Your mom was friendly with the Rosenbergs?
My mother knew her [Ethel]. I remember going to Union Square Park with a sign about not killing them. I had to hold it and it was very heavy. I was about 13 when they were killed.
All my mother’s friends disappeared.
It was terrifying for a little girl. My friend Billy Miller’s father was the editor of the Daily Worker. Billy and I used to do homework together. He was about three years younger than I. One day he was gone. I think they had to get out of town. I think they were under threat. It was the Red Scare.
So when was the moment that you really felt like a Jew?
When I got my Aunt’s death certificate. My publisher wouldn’t let me write the story unless I had proof of her death. My Aunt Celia jumped out the window [at the Triangle Shirtwaist Factory] and cracked her head and died at St. Vincent’s Hospital. I remember my grandmother crying. But she was always crying about something that happened to somebody — probably from the Jewish Daily Forward.

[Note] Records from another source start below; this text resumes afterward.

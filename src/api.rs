//! HTTP endpoints for room creation, joining, inspection, and closure.
//!
//! This is the credential-issuing side: create/join mint the signed token
//! that the WebSocket layer later verifies. The real-time core never mints.

use axum::{
    extract::{Path, State},
    http::{HeaderMap, StatusCode},
    response::{IntoResponse, Response},
    Json,
};
use chrono::{DateTime, Duration, Utc};
use serde::{Deserialize, Serialize};
use serde_json::json;
use std::sync::Arc;

use crate::auth::{bearer_token, TOKEN_TTL_DAYS};
use crate::rooms::CloseError;
use crate::state::AppState;
use crate::store::StoreError;
use crate::types::{IdentityClaim, Room, RoomId, User};

#[derive(Debug, Deserialize)]
#[serde(rename_all = "camelCase")]
pub struct CreateRoomRequest {
    pub name: String,
    pub display_name: String,
}

#[derive(Debug, Deserialize)]
#[serde(rename_all = "camelCase")]
pub struct JoinRoomRequest {
    pub access_code: String,
    pub display_name: String,
}

#[derive(Debug, Serialize)]
#[serde(rename_all = "camelCase")]
pub struct RoomSummary {
    pub id: RoomId,
    pub name: String,
    #[serde(skip_serializing_if = "Option::is_none")]
    pub access_code: Option<String>,
    pub active: bool,
}

#[derive(Debug, Serialize)]
#[serde(rename_all = "camelCase")]
pub struct UserSummary {
    pub id: String,
    pub display_name: String,
    pub is_admin: bool,
}

#[derive(Debug, Serialize)]
pub struct SessionResponse {
    pub room: RoomSummary,
    pub user: UserSummary,
    pub token: String,
}

#[derive(Debug, Serialize)]
#[serde(rename_all = "camelCase")]
pub struct RosterEntry {
    pub id: String,
    pub display_name: String,
    pub is_admin: bool,
    pub joined_at: DateTime<Utc>,
    /// Whether the user has a live connection right now
    pub online: bool,
}

#[derive(Debug, Serialize)]
pub struct RoomDetailsResponse {
    pub room: RoomSummary,
    pub users: Vec<RosterEntry>,
}

fn error_response(status: StatusCode, message: &str) -> Response {
    (status, Json(json!({ "error": message }))).into_response()
}

fn store_error_response(e: StoreError) -> Response {
    tracing::error!("Store failure: {}", e);
    error_response(StatusCode::INTERNAL_SERVER_ERROR, "store unavailable")
}

fn session_response(room: &Room, user: &User, token: String, with_code: bool) -> SessionResponse {
    SessionResponse {
        room: RoomSummary {
            id: room.id.clone(),
            name: room.name.clone(),
            access_code: with_code.then(|| room.access_code.clone()),
            active: room.active,
        },
        user: UserSummary {
            id: user.id.clone(),
            display_name: user.display_name.clone(),
            is_admin: user.is_admin,
        },
        token,
    }
}

/// Create a room and its admin user.
///
/// POST /api/rooms
pub async fn create_room(
    State(state): State<Arc<AppState>>,
    Json(req): Json<CreateRoomRequest>,
) -> Response {
    if req.name.trim().is_empty() || req.display_name.trim().is_empty() {
        return error_response(
            StatusCode::BAD_REQUEST,
            "room name and display name are required",
        );
    }

    // The admin user exists before the room, then gets tied to it
    let admin = match state.users.create_user(req.display_name.trim(), None, true).await {
        Ok(user) => user,
        Err(e) => return store_error_response(e),
    };
    let room = match state.rooms.create_room(req.name.trim(), &admin.id).await {
        Ok(room) => room,
        Err(e) => return store_error_response(e),
    };
    if let Err(e) = state.users.update_room_id(&admin.id, &room.id).await {
        return store_error_response(e);
    }

    let claim = IdentityClaim {
        user_id: admin.id.clone(),
        room_id: room.id.clone(),
        is_admin: true,
    };
    let token = match state.auth.issue(&claim, Duration::days(TOKEN_TTL_DAYS)) {
        Ok(token) => token,
        Err(e) => {
            tracing::error!("Token signing failed: {}", e);
            return error_response(StatusCode::INTERNAL_SERVER_ERROR, "failed to issue token");
        }
    };

    tracing::info!(room = %room.id, admin = %admin.id, "Room created");
    (
        StatusCode::CREATED,
        Json(session_response(&room, &admin, token, true)),
    )
        .into_response()
}

/// Join an active room by access code.
///
/// POST /api/rooms/join
pub async fn join_room(
    State(state): State<Arc<AppState>>,
    Json(req): Json<JoinRoomRequest>,
) -> Response {
    if req.access_code.trim().is_empty() || req.display_name.trim().is_empty() {
        return error_response(
            StatusCode::BAD_REQUEST,
            "access code and display name are required",
        );
    }

    let room = match state.rooms.find_by_access_code(req.access_code.trim()).await {
        Ok(Some(room)) => room,
        Ok(None) => return error_response(StatusCode::NOT_FOUND, "room not found or inactive"),
        Err(e) => return store_error_response(e),
    };

    let user = match state
        .users
        .create_user(req.display_name.trim(), Some(&room.id), false)
        .await
    {
        Ok(user) => user,
        Err(e) => return store_error_response(e),
    };

    let claim = IdentityClaim {
        user_id: user.id.clone(),
        room_id: room.id.clone(),
        is_admin: false,
    };
    let token = match state.auth.issue(&claim, Duration::days(TOKEN_TTL_DAYS)) {
        Ok(token) => token,
        Err(e) => {
            tracing::error!("Token signing failed: {}", e);
            return error_response(StatusCode::INTERNAL_SERVER_ERROR, "failed to issue token");
        }
    };

    tracing::info!(room = %room.id, user = %user.id, "User joined room");
    (
        StatusCode::CREATED,
        Json(session_response(&room, &user, token, false)),
    )
        .into_response()
}

/// Room details plus the current roster with live-presence flags. Only
/// holders of a token scoped to this room may look.
///
/// GET /api/rooms/{room_id}
pub async fn room_details(
    State(state): State<Arc<AppState>>,
    Path(room_id): Path<RoomId>,
    headers: HeaderMap,
) -> Response {
    let claim = match state.auth.authenticate(bearer_token(&headers)) {
        Ok(claim) => claim,
        Err(e) => return error_response(StatusCode::UNAUTHORIZED, &e.to_string()),
    };
    if claim.room_id != room_id {
        return error_response(
            StatusCode::FORBIDDEN,
            "token does not grant access to this room",
        );
    }

    let room = match state.rooms.get_room(&room_id).await {
        Ok(Some(room)) => room,
        Ok(None) => return error_response(StatusCode::NOT_FOUND, "room not found"),
        Err(e) => return store_error_response(e),
    };
    if !room.active {
        return error_response(StatusCode::FORBIDDEN, "room is no longer active");
    }

    let users = match state.users.users_in_room(&room.id).await {
        Ok(users) => users,
        Err(e) => return store_error_response(e),
    };

    let mut roster = Vec::with_capacity(users.len());
    for user in users {
        let online = state.presence.is_present(&room.id, &user.id).await;
        roster.push(RosterEntry {
            id: user.id,
            display_name: user.display_name,
            is_admin: user.is_admin,
            joined_at: user.joined_at,
            online,
        });
    }

    Json(RoomDetailsResponse {
        room: RoomSummary {
            id: room.id,
            name: room.name,
            access_code: None,
            active: room.active,
        },
        users: roster,
    })
    .into_response()
}

/// Close a room over HTTP. Same coordinator path as the WebSocket
/// `room.close` event, so connected members get notified and evicted.
///
/// PUT /api/rooms/{room_id}/close
pub async fn close_room(
    State(state): State<Arc<AppState>>,
    Path(room_id): Path<RoomId>,
    headers: HeaderMap,
) -> Response {
    let claim = match state.auth.authenticate(bearer_token(&headers)) {
        Ok(claim) => claim,
        Err(e) => return error_response(StatusCode::UNAUTHORIZED, &e.to_string()),
    };
    if claim.room_id != room_id {
        return error_response(
            StatusCode::FORBIDDEN,
            "token does not grant access to this room",
        );
    }

    match state
        .coordinator
        .close(&room_id, &claim.user_id, claim.is_admin)
        .await
    {
        Ok(()) => Json(json!({ "message": "room closed" })).into_response(),
        Err(CloseError::NotAdmin) => {
            error_response(StatusCode::FORBIDDEN, "only the room admin can close the room")
        }
        Err(CloseError::Store(StoreError::NotFound)) => {
            error_response(StatusCode::NOT_FOUND, "room not found")
        }
        Err(CloseError::Store(e)) => store_error_response(e),
    }
}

You’ve produced acclaimed films like “Manhunt: The Search for Bin Laden” and “The Jinx: The Life and Deaths of Robert Durst.” Under your leadership, HBO Documentaries has won 32 Primetime Emmy Awards, 34 News and Documentary Emmys, 42 Peabody Awards. and 26 Academy Awards. Yet you say you’re not confident. What’s up with that?
I went to Yale as a director. I’m thinking, why didn’t I have the confidence to do something earlier? Why didn’t I, say, write a script? So in that sense I’m not confident.
But yet, you don’t mind aging.
Being old is such a relief! I’m so enjoying being old, I cannot tell you. I’ve so enjoyed embracing it. But I feel that life passed me by.
What about those 32 Emmys? And prospering in a male-dominated industry?
I started as an anomaly. I’m an old woman. There were no women in the business except on camera. But I didn’t grow up with a movement. It’s harder for a woman now because it’s a movement, and it’s scary, because it’s got leaders. It’s got women who talk back. I didn’t lean in — I leaned all the way back.
I’m successful, but I’ve been in the same fucking job for 35 years. Honey, if you cook the same dish for 35 years, eventually you get it right.
What would you have done differently?
I would have written scripts. I think I write good dialogue. But I was so kicked in the teeth after Yale drama, I tried so hard to get a job in theater, but they weren’t interested. I was also cursed because I was very pretty — and everyone thought I was an actress.
So what are you proud of?
I am very proud that I did this book. I had two jobs — the book and HBO.
How did you do it?
I would dream it and write it in the morning.
OK. Let’s get to revenge. Your WASP-y ex boyfriend’s mother gave you a nice introduction to anti-Semitism.
People hate Jews. It’s very deep. I hear people say, “Jew ‘em down!” And they hate us. When I wrote the story it came back, and when I talked to my old boyfriend it came back. When I hung up, I cried. But he said it was true—meaning, that I remembered it correctly. He said, “It’s true, and I was a coward.”
It meant there was something of value in his cowardice. I wasn’t in love with a scoundrel. He was a coward.
Did you ever confront his mother?
I’m vindictive. I think the best way to be vindictive is not to let them notice. Fuck them. Sometimes the best revenge is putting them into nothing land.
Abby Ellin, the author of “Teenage Waistland,” contributes to The New York Times, Psychology Today and Marie Claire, among other publications. She is currently working on a book about deception for Public Affairs.